In lieu of an abstract, here is a brief excerpt of the content:

Reviewed by:
  • The Nine Muses dir. by John Akomfrah
  • Dagmar Brunow (bio)
The Nine Muses, directed by John Akomfrah (DVD, 92 minutes). Smoking Dog Films, United Kingdom, 2010.

“Memory is The Engine by which the souls of folk, not only black folk, acquire a value and an importance and a normality,” British director John Akomfrah states in the short documentary Chiasmus, accompanying the DVD of his amazing work The Nine Muses. Without doubt, since the 1980s John Akomfrah, cofounder of the legendary Black Audio Film Collective and director of the seminal Handsworth Songs (1986), has been one of the most inspiring and innovative British filmmakers to date. His film The Nine Muses (2010) is an artistic intervention into the visual archive of migration: a poetic cine-essay about cultural memory departing from the Black Diaspora in the British Midlands. Migration, sidelined and marginalised in official narrative, is revisited through the lens of Homer’s Odyssey. Recasting Homer’s epic, the film is divided into nine chapters each dedicated to one of the nine muses, the daughters of Mnemosyne, in Greek mythology the personification of memory. The film’s stunningly beautiful visual style takes us miles away from the likes of social-realist filmmaking: contemplative long shots filmed on location in Alaska are intertwined with documentary footage Akomfrah was able to excavate from British television archives. In the artistic process of filmmaking this material is then dislocated and recontextualised.

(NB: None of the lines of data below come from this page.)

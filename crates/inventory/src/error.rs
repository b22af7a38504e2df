use std::fmt;

use crate::source::SourceKind;

#[derive(Debug)]
pub enum InventoryError {
    /// A raw listing could not be obtained (permission denied, subsystem absent).
    SourceUnavailable { source: SourceKind, reason: String },
    /// Two records resolved to the same case-insensitive identifier.
    IdentifierCollision { identifier: String },
    /// A caller still holds a borrow of this entity's record, so it cannot be
    /// swapped. Release it and refresh again.
    RecordBorrowed { identifier: String },
    /// No configuration key with this name exists.
    KeyNotFound(String),
    /// Key name rejected before reaching the store.
    InvalidKeyName(String),
    /// A value outside the accepted set (e.g. unknown service type code).
    InvalidValue { name: String, value: String },
    /// Configuration store refused a mutation.
    Store(String),
    /// Snapshot JSON could not be parsed.
    SnapshotParse(String),
    /// IO error (file read/write).
    Io(String),
}

impl fmt::Display for InventoryError {
    fn fmt(&self, f: &mut fmt::Formatter<'_>) -> fmt::Result {
        match self {
            Self::SourceUnavailable { source, reason } => {
                write!(f, "{source} source unavailable: {reason}")
            }
            Self::IdentifierCollision { identifier } => {
                write!(f, "identifier collision: '{identifier}' produced by more than one record")
            }
            Self::RecordBorrowed { identifier } => {
                write!(f, "record '{identifier}' is still borrowed; refresh skipped")
            }
            Self::KeyNotFound(name) => write!(f, "configuration key '{name}' not found"),
            Self::InvalidKeyName(msg) => write!(f, "invalid key name: {msg}"),
            Self::InvalidValue { name, value } => {
                write!(f, "invalid value for '{name}': {value}")
            }
            Self::Store(msg) => write!(f, "configuration store error: {msg}"),
            Self::SnapshotParse(msg) => write!(f, "snapshot parse error: {msg}"),
            Self::Io(msg) => write!(f, "IO error: {msg}"),
        }
    }
}

impl std::error::Error for InventoryError {}

impl From<std::io::Error> for InventoryError {
    fn from(e: std::io::Error) -> Self {
        Self::Io(e.to_string())
    }
}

In the same vein as Derek [End Page 218] Walcott’s allusion to Dante in Omeros, another remediation of Homer, The Nine Muses includes a variety of intermedial references from Schubert’s Winterreise to T. S. Eliot’s The Waste Land.

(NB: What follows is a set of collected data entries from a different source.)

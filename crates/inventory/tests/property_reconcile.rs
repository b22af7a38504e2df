// Property-based tests for the no-drop / no-duplicate invariants.
// CI: 256 cases (default). Soak: PROPTEST_CASES=10000 cargo test --release

use std::collections::HashSet;

use drvscope_inventory::{
    Inventory, KeyData, PathSettings, RegValue, ServiceKind, ServiceStatus, Snapshot, SnapshotSources,
};
use proptest::prelude::*;

fn config_256() -> ProptestConfig {
    ProptestConfig {
        cases: std::env::var("PROPTEST_CASES")
            .ok()
            .and_then(|s| s.parse().ok())
            .unwrap_or(256),
        failure_persistence: None,
        ..ProptestConfig::default()
    }
}

// ---------------------------------------------------------------------------
// Generators
// ---------------------------------------------------------------------------

/// Which sources see one driver.
#[derive(Debug, Clone)]
struct DriverPresence {
    /// `(is_driver_kind, running)`
    service: Option<(bool, bool)>,
    /// `Some(None)` is a key without a `Type` value.
    key_type: Option<Option<u32>>,
    object: bool,
    module: bool,
    /// Spell the name in upper case outside the key.
    shout: bool,
}

fn arb_presence() -> impl Strategy<Value = DriverPresence> {
    (
        proptest::option::of((any::<bool>(), any::<bool>())),
        proptest::option::of(proptest::option::of(prop_oneof![
            Just(1u32),
            Just(2u32),
            Just(8u32),
            Just(16u32),
        ])),
        any::<bool>(),
        any::<bool>(),
        any::<bool>(),
    )
        .prop_map(|(service, key_type, object, module, shout)| DriverPresence {
            service,
            key_type,
            object,
            module,
            shout,
        })
}

fn build(drivers: &[DriverPresence], orphan_modules: usize) -> Snapshot {
    let mut snap = Snapshot::default();
    for (i, d) in drivers.iter().enumerate() {
        let name = format!("drv{i}");
        let spelled = if d.shout { name.to_uppercase() } else { name.clone() };

        if let Some((driver_kind, running)) = d.service {
            let kind = if driver_kind { ServiceKind::KernelDriver } else { ServiceKind::Other };
            let status = if running { ServiceStatus::Running } else { ServiceStatus::Stopped };
            snap = snap.with_service(&spelled, kind, status);
        }
        if let Some(type_code) = d.key_type {
            let mut key = KeyData::new(name.clone());
            if let Some(code) = type_code {
                key = key.value("Type", RegValue::Dword(code));
            }
            snap = snap.with_key(key);
        }
        if d.object {
            snap = snap.with_object(&format!("\\Driver\\{spelled}"));
        }
        if d.module {
            snap = snap.with_module(
                &format!("{name}.sys"),
                &format!("\\SystemRoot\\System32\\Drivers\\{spelled}.SYS"),
            );
        }
    }
    for j in 0..orphan_modules {
        snap = snap.with_module(&format!("orphan{j}.sys"), &format!("\\??\\C:\\stray\\orphan{j}.sys"));
    }
    snap
}

// ---------------------------------------------------------------------------
// Properties
// ---------------------------------------------------------------------------

proptest! {
    #![proptest_config(config_256())]

    #[test]
    fn nothing_dropped_nothing_duplicated(
        drivers in proptest::collection::vec(arb_presence(), 0..12),
        orphan_modules in 0usize..4,
    ) {
        let snap = build(&drivers, orphan_modules);
        let driver_services = snap.services.iter().filter(|s| s.kind.is_driver()).count();
        let objects = snap.objects.len();
        let modules = snap.modules.len();

        let store = SnapshotSources::new(snap);
        let mut inventory = Inventory::new(store.sources(), PathSettings::default());
        inventory.refresh().unwrap();

        let mut seen = HashSet::new();
        for entity in inventory.entities() {
            prop_assert!(seen.insert(entity.identifier().to_lowercase()),
                "duplicate identifier {}", &*entity.identifier());
            prop_assert!(entity.record().is_observed());
        }

        let with_service = inventory.entities().iter()
            .filter(|e| e.record().service.is_some()).count();
        let with_object = inventory.entities().iter()
            .filter(|e| e.record().has_namespace_object).count();
        let with_module = inventory.entities().iter()
            .filter(|e| e.record().module.is_some()).count();
        prop_assert_eq!(with_service, driver_services);
        prop_assert_eq!(with_object, objects);
        prop_assert_eq!(with_module, modules);

        // A key without a service is kept exactly when its Type names a driver.
        for (i, d) in drivers.iter().enumerate() {
            if d.service.is_none() {
                let keyed = match inventory.find(&format!("drv{i}")) {
                    Some(entity) => {
                        let record = entity.record();
                        record.config_key.is_some()
                    }
                    None => false,
                };
                let driver_type = matches!(d.key_type, Some(Some(1 | 2 | 8)));
                prop_assert_eq!(keyed, driver_type, "drv{}", i);
            }
        }
    }

    #[test]
    fn refresh_is_deterministic(
        drivers in proptest::collection::vec(arb_presence(), 0..12),
        orphan_modules in 0usize..4,
    ) {
        let snap = build(&drivers, orphan_modules);
        let paths = PathSettings::default();

        let a = SnapshotSources::new(snap.clone());
        let mut first = Inventory::new(a.sources(), paths.clone());
        first.refresh().unwrap();

        let b = SnapshotSources::new(snap);
        let mut second = Inventory::new(b.sources(), paths);
        second.refresh().unwrap();
        prop_assert_eq!(first.rows(), second.rows());

        let again = first.refresh().unwrap();
        prop_assert!(again.added.is_empty());
        prop_assert!(again.removed.is_empty());
        prop_assert_eq!(first.rows(), second.rows());
    }
}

On the soundtrack quotations by Nietzsche, Dante, Shakespeare, Milton, Joyce, Emily Dickinson, Cummings, and Beckett alternate with music and performances by Paul Robeson, Arvo Pärt, Leontyne Price, Handel, and the haunting sounds composed by Trevor Mathison, Akomfrah’s long-term collaborator. This assemblage of images and sounds, expressing a struggle between “the official and the unofficial” (Akomfrah), foregrounds the dialectics of the archive: by looking for traces of a black presence in the archive, it revives lost moments that have been sidelined or forgotten in cultural memory. In freeing the archival footage from its “voice-of-God” commentary so prevalent in newsreels and conventional documentaries, the images are (at least partly) liberated from the objectifying gaze on migrants. At the same time, Akomfrah adds a universal dimension to the diasporic experience through the soundtrack echoing canonized authors read by standard English voices. Here we find a new take on the practice of reworking of the archive, which was initiated in early works such as Signs of Empire or Handsworth Songs. Yet, where Handsworth Songs also sets out to deconstruct the dominant media representation of black Britons in order to carve out discursive spaces for black British memory, the project of The Nine Muses readdresses the notion of the archive as a storehouse of traces from the past, as visible evidence of a black presence, and as a system of power that has been trying to suppress or delete these moments of being and becoming.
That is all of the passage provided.